Review: Laurie Anderson’s ‘Language of the Future: Letters to Jack’ at The Kennedy Center

Cellist Rubin Kodheli joins the legendary performance artist Laurie Anderson on stage at The Terrace Theater for a presentation of her new multimedia work, the memory-haunting Language of the Future: Letters to Jack, through March 6.

Laurie Anderson. Photo courtesy of the Kennedy Center.
Laurie Anderson. Photo courtesy of the Kennedy Center.

Combining visually arresting photography and film with Kodheli’s cello and Anderson’s violin and electronics, Letters to Jack challenges its audience to a conversation: a mental conversation, between Anderson’s memories of Jack Kennedy and the 1960s and the presently political.

The results are profoundly provocative, as much for the conversation between music and word as for the interplay between the artifice of aesthetic media and the disturbing realities of the present.

The music is non-stop dialogue, half improvised and half set.

Kodheli’s cello speaks as conversationally as a cello might, sometimes entrancing our ears while at other times bopping them with stucco pops. Each sound, like each emotion, leaves us in eager anticipation.

Anderson keeps pace on electric violin, engaging the cello with insistence, as she turns to the microphone to begin her narrative.

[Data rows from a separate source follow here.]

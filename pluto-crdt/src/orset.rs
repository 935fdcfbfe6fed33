use std::collections::{BTreeMap, BTreeSet};
use std::path::Path;

use base64::Engine;
use uuid::Uuid;

use crate::{CrdtError, SnapFile};

/// Unique tag minted for every add. Tags are what removal targets, never
/// values, which is what makes the set observed-remove.
pub type Tag = Uuid;

const B64: base64::engine::GeneralPurpose = base64::engine::general_purpose::STANDARD;

/// An Observed-Remove Set over string values, persisted as a full snapshot
/// after every effect.
///
/// The mapping direction is `tag -> value`: values need not be unique, tags
/// are. `remove(v)` only deletes the tags the local replica has observed, so
/// a concurrent remote `add(v)` with a fresh tag survives the merge.
///
/// Operations are not internally synchronized; callers hold the owning
/// user's lock across mutation + emission.
pub struct OrSet {
    entries: BTreeMap<Tag, String>,
    file: SnapFile,
}

impl OrSet {
    /// Load the set from its snapshot file, creating an empty one if the
    /// file does not exist yet.
    pub fn open(path: &Path) -> Result<Self, CrdtError> {
        let mut file = SnapFile::open(path).map_err(CrdtError::Fatal)?;
        let raw = file.load().map_err(CrdtError::Fatal)?;
        let entries = decode_snapshot(&raw)?;
        Ok(Self { entries, file })
    }

    pub fn lookup(&self, value: &str) -> bool {
        self.entries.values().any(|v| v == value)
    }

    /// Sorted, deduplicated values. Two replicas that applied the same
    /// causal history return the same vector here.
    pub fn values(&self) -> Vec<String> {
        self.entries
            .values()
            .cloned()
            .collect::<BTreeSet<_>>()
            .into_iter()
            .collect()
    }

    pub fn has_tag(&self, tag: &Tag) -> bool {
        self.entries.contains_key(tag)
    }

    /// Every tag currently bound to `value`.
    pub fn tags_of(&self, value: &str) -> Vec<Tag> {
        self.entries
            .iter()
            .filter(|(_, v)| v.as_str() == value)
            .map(|(t, _)| *t)
            .collect()
    }

    /// All `(tag, value)` pairs, in tag order.
    pub fn pairs(&self) -> Vec<(Tag, String)> {
        self.entries
            .iter()
            .map(|(t, v)| (*t, v.clone()))
            .collect()
    }

    pub fn len(&self) -> usize {
        self.entries.len()
    }

    pub fn is_empty(&self) -> bool {
        self.entries.is_empty()
    }

    /// Local add: mint a fresh tag, insert, persist. Returns the
    /// `(value, tag)` pair the caller must broadcast. On a failed persist
    /// the insertion is rolled back before the error is returned.
    pub fn add(&mut self, value: &str) -> Result<(String, Tag), CrdtError> {
        let tag = Uuid::new_v4();
        self.entries.insert(tag, value.to_string());
        if let Err(e) = self.persist() {
            self.entries.remove(&tag);
            return Err(CrdtError::Fatal(e));
        }
        Ok((value.to_string(), tag))
    }

    /// Remote add effect. Idempotent: a tag already present is a no-op.
    pub fn apply_add(&mut self, value: &str, tag: Tag) -> Result<(), CrdtError> {
        if self.entries.contains_key(&tag) {
            return Ok(());
        }
        self.entries.insert(tag, value.to_string());
        if let Err(e) = self.persist() {
            self.entries.remove(&tag);
            return Err(CrdtError::Fatal(e));
        }
        Ok(())
    }

    /// Local remove: collect every tag bound to `value`, delete them,
    /// persist. Returns the observed `(tag, value)` pairs the caller must
    /// broadcast. Fails with `NotPresent` when no tag maps to `value`.
    pub fn remove(&mut self, value: &str) -> Result<Vec<(Tag, String)>, CrdtError> {
        let observed: Vec<(Tag, String)> = self
            .entries
            .iter()
            .filter(|(_, v)| v.as_str() == value)
            .map(|(t, v)| (*t, v.clone()))
            .collect();
        if observed.is_empty() {
            return Err(CrdtError::NotPresent);
        }

        for (tag, _) in &observed {
            self.entries.remove(tag);
        }
        if let Err(e) = self.persist() {
            for (tag, value) in &observed {
                self.entries.insert(*tag, value.clone());
            }
            return Err(CrdtError::Fatal(e));
        }
        Ok(observed)
    }

    /// Remote remove effect: delete each listed tag if present. Tags the
    /// local replica never saw (or already removed) are skipped.
    pub fn apply_remove(&mut self, pairs: &[(Tag, String)]) -> Result<(), CrdtError> {
        let mut deleted = Vec::new();
        for (tag, _) in pairs {
            if let Some(value) = self.entries.remove(tag) {
                deleted.push((*tag, value));
            }
        }
        if deleted.is_empty() {
            return Ok(());
        }
        if let Err(e) = self.persist() {
            for (tag, value) in deleted {
                self.entries.insert(tag, value);
            }
            return Err(CrdtError::Fatal(e));
        }
        Ok(())
    }

    fn persist(&mut self) -> std::io::Result<()> {
        self.file.save(encode_snapshot(&self.entries).as_bytes())
    }
}

/// Snapshot line format: `base64(value);tag` repeated, semicolon-separated.
/// Base64 tolerates every byte in the value; tags are UUIDs and need no
/// escaping. A valid snapshot always has an even number of fields.
fn encode_snapshot(entries: &BTreeMap<Tag, String>) -> String {
    entries
        .iter()
        .map(|(tag, value)| format!("{};{}", B64.encode(value.as_bytes()), tag))
        .collect::<Vec<_>>()
        .join(";")
}

fn decode_snapshot(raw: &str) -> Result<BTreeMap<Tag, String>, CrdtError> {
    let raw = raw.trim();
    if raw.is_empty() {
        return Ok(BTreeMap::new());
    }

    let fields: Vec<&str> = raw.split(';').collect();
    if fields.len() % 2 != 0 {
        return Err(CrdtError::BadSnapshot(format!(
            "odd number of fields ({})",
            fields.len()
        )));
    }

    let mut entries = BTreeMap::new();
    for pair in fields.chunks(2) {
        let value = B64
            .decode(pair[0])
            .map_err(|e| CrdtError::BadSnapshot(format!("bad base64 value: {}", e)))?;
        let value = String::from_utf8(value)
            .map_err(|_| CrdtError::BadSnapshot("value is not utf-8".to_string()))?;
        let tag = Uuid::parse_str(pair[1])
            .map_err(|e| CrdtError::BadSnapshot(format!("bad tag: {}", e)))?;
        entries.insert(tag, value);
    }
    Ok(entries)
}

#[cfg(test)]
mod tests {
    use super::*;

    fn set_in(dir: &tempfile::TempDir, name: &str) -> OrSet {
        OrSet::open(&dir.path().join(name)).unwrap()
    }

    #[test]
    fn add_lookup_values() {
        let dir = tempfile::tempdir().unwrap();
        let mut s = set_in(&dir, "s.crdt");

        s.add("INBOX").unwrap();
        s.add("Sports").unwrap();
        s.add("Sports").unwrap(); // duplicate value, distinct tag

        assert!(s.lookup("INBOX"));
        assert!(s.lookup("Sports"));
        assert!(!s.lookup("Work"));
        assert_eq!(s.len(), 3);
        assert_eq!(s.values(), vec!["INBOX".to_string(), "Sports".to_string()]);
    }

    #[test]
    fn remove_needs_presence() {
        let dir = tempfile::tempdir().unwrap();
        let mut s = set_in(&dir, "s.crdt");

        assert!(matches!(s.remove("ghost"), Err(CrdtError::NotPresent)));

        s.add("m").unwrap();
        s.add("m").unwrap();
        let removed = s.remove("m").unwrap();
        assert_eq!(removed.len(), 2);
        assert!(!s.lookup("m"));
    }

    #[test]
    fn apply_add_is_idempotent() {
        let dir = tempfile::tempdir().unwrap();
        let mut s = set_in(&dir, "s.crdt");

        let (value, tag) = s.add("m").unwrap();
        s.apply_add(&value, tag).unwrap();
        assert_eq!(s.len(), 1);
    }

    #[test]
    fn observed_remove_spares_concurrent_add() {
        let dir = tempfile::tempdir().unwrap();
        let mut a = set_in(&dir, "a.crdt");
        let mut b = set_in(&dir, "b.crdt");

        // Both replicas know v through the same original add
        let (value, tag) = a.add("v").unwrap();
        b.apply_add(&value, tag).unwrap();

        // Concurrently: A adds v again (fresh tag), B removes what it saw
        let (value2, tag2) = a.add("v").unwrap();
        let removed_at_b = b.remove("v").unwrap();

        // Exchange
        b.apply_add(&value2, tag2).unwrap();
        a.apply_remove(&removed_at_b).unwrap();

        // The concurrent add family survives on both sides
        assert!(a.lookup("v"));
        assert!(b.lookup("v"));
        assert_eq!(a.values(), b.values());
    }

    #[test]
    fn snapshot_round_trip() {
        let dir = tempfile::tempdir().unwrap();
        let path = dir.path().join("s.crdt");

        let mut s = OrSet::open(&path).unwrap();
        s.add("INBOX").unwrap();
        s.add("University.Thesis").unwrap();
        s.add("weird;name with spaces").unwrap();
        let before = s.values();
        let tags_before = s.pairs();
        drop(s);

        let reloaded = OrSet::open(&path).unwrap();
        assert_eq!(reloaded.values(), before);
        assert_eq!(reloaded.pairs(), tags_before);
    }

    #[test]
    fn rejects_odd_field_snapshot() {
        assert!(decode_snapshot("YQ==;not-even;YQ==").is_err());
    }

    #[test]
    fn empty_snapshot_is_empty_set() {
        assert!(decode_snapshot("").unwrap().is_empty());
        assert!(decode_snapshot("\n").unwrap().is_empty());
    }
}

For it’s Anderson’s seemingly life stories that give definition to Letters, lifting it wholesales out of its musical discourse and soaring it into memory.

Anderson offers us personal narratives, beginning with her earliest encounter with Jack Kennedy from 1960.

Ms. Anderson, the story goes, was running for middle school president when she wrote a letter to Jack Kennedy, asking him for political advise. Jack, at the time, was running his own campaign against Richard Nixon.

Surprisingly, Kennedy responded with a list of politically cogent bullet points. One bullet in particular stood out: get to know your community, find out what they want, and then promise you’ll get it for them.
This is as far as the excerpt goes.